Jennifer Amadeo-Holl

Jennifer Amadeo-Holl’s work explores the complementarity of abstraction and representation, and the relationship between individuals, the animate and inanimate. Her geometric forms may combine with organic, curious, and accidental shapes to make inferences to recognizable forms, while rendered objects fuse, morph or sit juxtaposed with abstract shapes. Compositional density and scale can range from a stimulating emptiness to a consonant surfeit, as befits each paintings needs. Amadeo-Holl says of her practice, “I see painting as a physical and philosophical practice, one which examines the nature of reality, the relationship between mind and matter, and the interplay of fact and value.

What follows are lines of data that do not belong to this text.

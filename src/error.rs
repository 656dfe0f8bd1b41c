//! Error types shared across the evaluation pipeline.

use std::fmt;
use std::path::PathBuf;

use thiserror::Error;

/// Configuration error with field path and constraint description.
#[derive(Debug, Clone, PartialEq, Error)]
#[error("config error: {field}: {message}")]
pub struct ConfigError {
    /// Dotted field path (e.g., `"design.battery_capacities"`).
    pub field: String,
    /// Human-readable constraint description.
    pub message: String,
}

impl ConfigError {
    pub fn new(field: impl Into<String>, message: impl Into<String>) -> Self {
        Self {
            field: field.into(),
            message: message.into(),
        }
    }
}

/// A batch of configuration errors reported together.
#[derive(Debug, Clone, PartialEq)]
pub struct ConfigErrors(pub Vec<ConfigError>);

impl fmt::Display for ConfigErrors {
    fn fmt(&self, f: &mut fmt::Formatter<'_>) -> fmt::Result {
        for (i, e) in self.0.iter().enumerate() {
            if i > 0 {
                writeln!(f)?;
            }
            write!(f, "{e}")?;
        }
        Ok(())
    }
}

/// Failure raised by a planner while loading a window or solving it.
#[derive(Debug, Error)]
pub enum PlannerError {
    #[error("planning window [{t_start}, {t_start}+{tau}) exceeds {time_steps} time steps")]
    WindowOutOfRange {
        t_start: usize,
        tau: usize,
        time_steps: usize,
    },
    #[error("planner is not ready: {0}")]
    NotReady(String),
    #[error("infeasible window starting at step {t_start}: {reason}")]
    Infeasible { t_start: usize, reason: String },
    #[error("numerical failure: {0}")]
    Numerical(String),
}

/// Failure raised by an environment while being constructed or stepped.
#[derive(Debug, Error)]
pub enum EnvError {
    #[error("expected {expected} building actions, got {got}")]
    ActionShape { expected: usize, got: usize },
    #[error("environment already finished after {0} steps")]
    Finished(usize),
    #[error("invalid environment setup: {0}")]
    Setup(String),
    #[error(transparent)]
    Schema(#[from] SchemaError),
}

/// Failure while writing or reading a schema artifact.
#[derive(Debug, Error)]
pub enum SchemaError {
    #[error("cannot write schema \"{}\": {source}", path.display())]
    Write {
        path: PathBuf,
        source: std::io::Error,
    },
    #[error("cannot read schema \"{}\": {source}", path.display())]
    Read {
        path: PathBuf,
        source: std::io::Error,
    },
    #[error("malformed schema \"{}\": {source}", path.display())]
    Format {
        path: PathBuf,
        source: serde_json::Error,
    },
}

/// Top-level error for one design evaluation.
#[derive(Debug, Error)]
pub enum EvalError {
    #[error("{0}")]
    Config(ConfigErrors),
    #[error("observation layout mismatch: column {index} is \"{found}\", expected \"{expected}\"")]
    Layout {
        index: usize,
        expected: &'static str,
        found: String,
    },
    #[error(transparent)]
    Planner(#[from] PlannerError),
    #[error(transparent)]
    Environment(#[from] EnvError),
    #[error(transparent)]
    Schema(#[from] SchemaError),
    #[error("inconsistent energy series: {0}")]
    Series(String),
}

impl From<Vec<ConfigError>> for EvalError {
    fn from(errors: Vec<ConfigError>) -> Self {
        EvalError::Config(ConfigErrors(errors))
    }
}

impl From<ConfigError> for EvalError {
    fn from(error: ConfigError) -> Self {
        EvalError::Config(ConfigErrors(vec![error]))
    }
}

I am drawn by the mystery of why the inanimate, including painting itself, should so often and so urgently feel sensate. I find the world simultaneously mundane and fantastical, and therefore see the incorporation of imaginary imagery as native to reality; that is, the ordinary is the imaginary.”


Amadeo-Holl has exhibited nationally and internationally, including in Sweden, Finland and Chile and a touring exhibit of South America and Asia. She has received a NEFA award, a NEFA -Benton award, a Trustman Fellowship, the Harvard-McCord Arts Prize, and a two-year Swedish Institute Fellowship.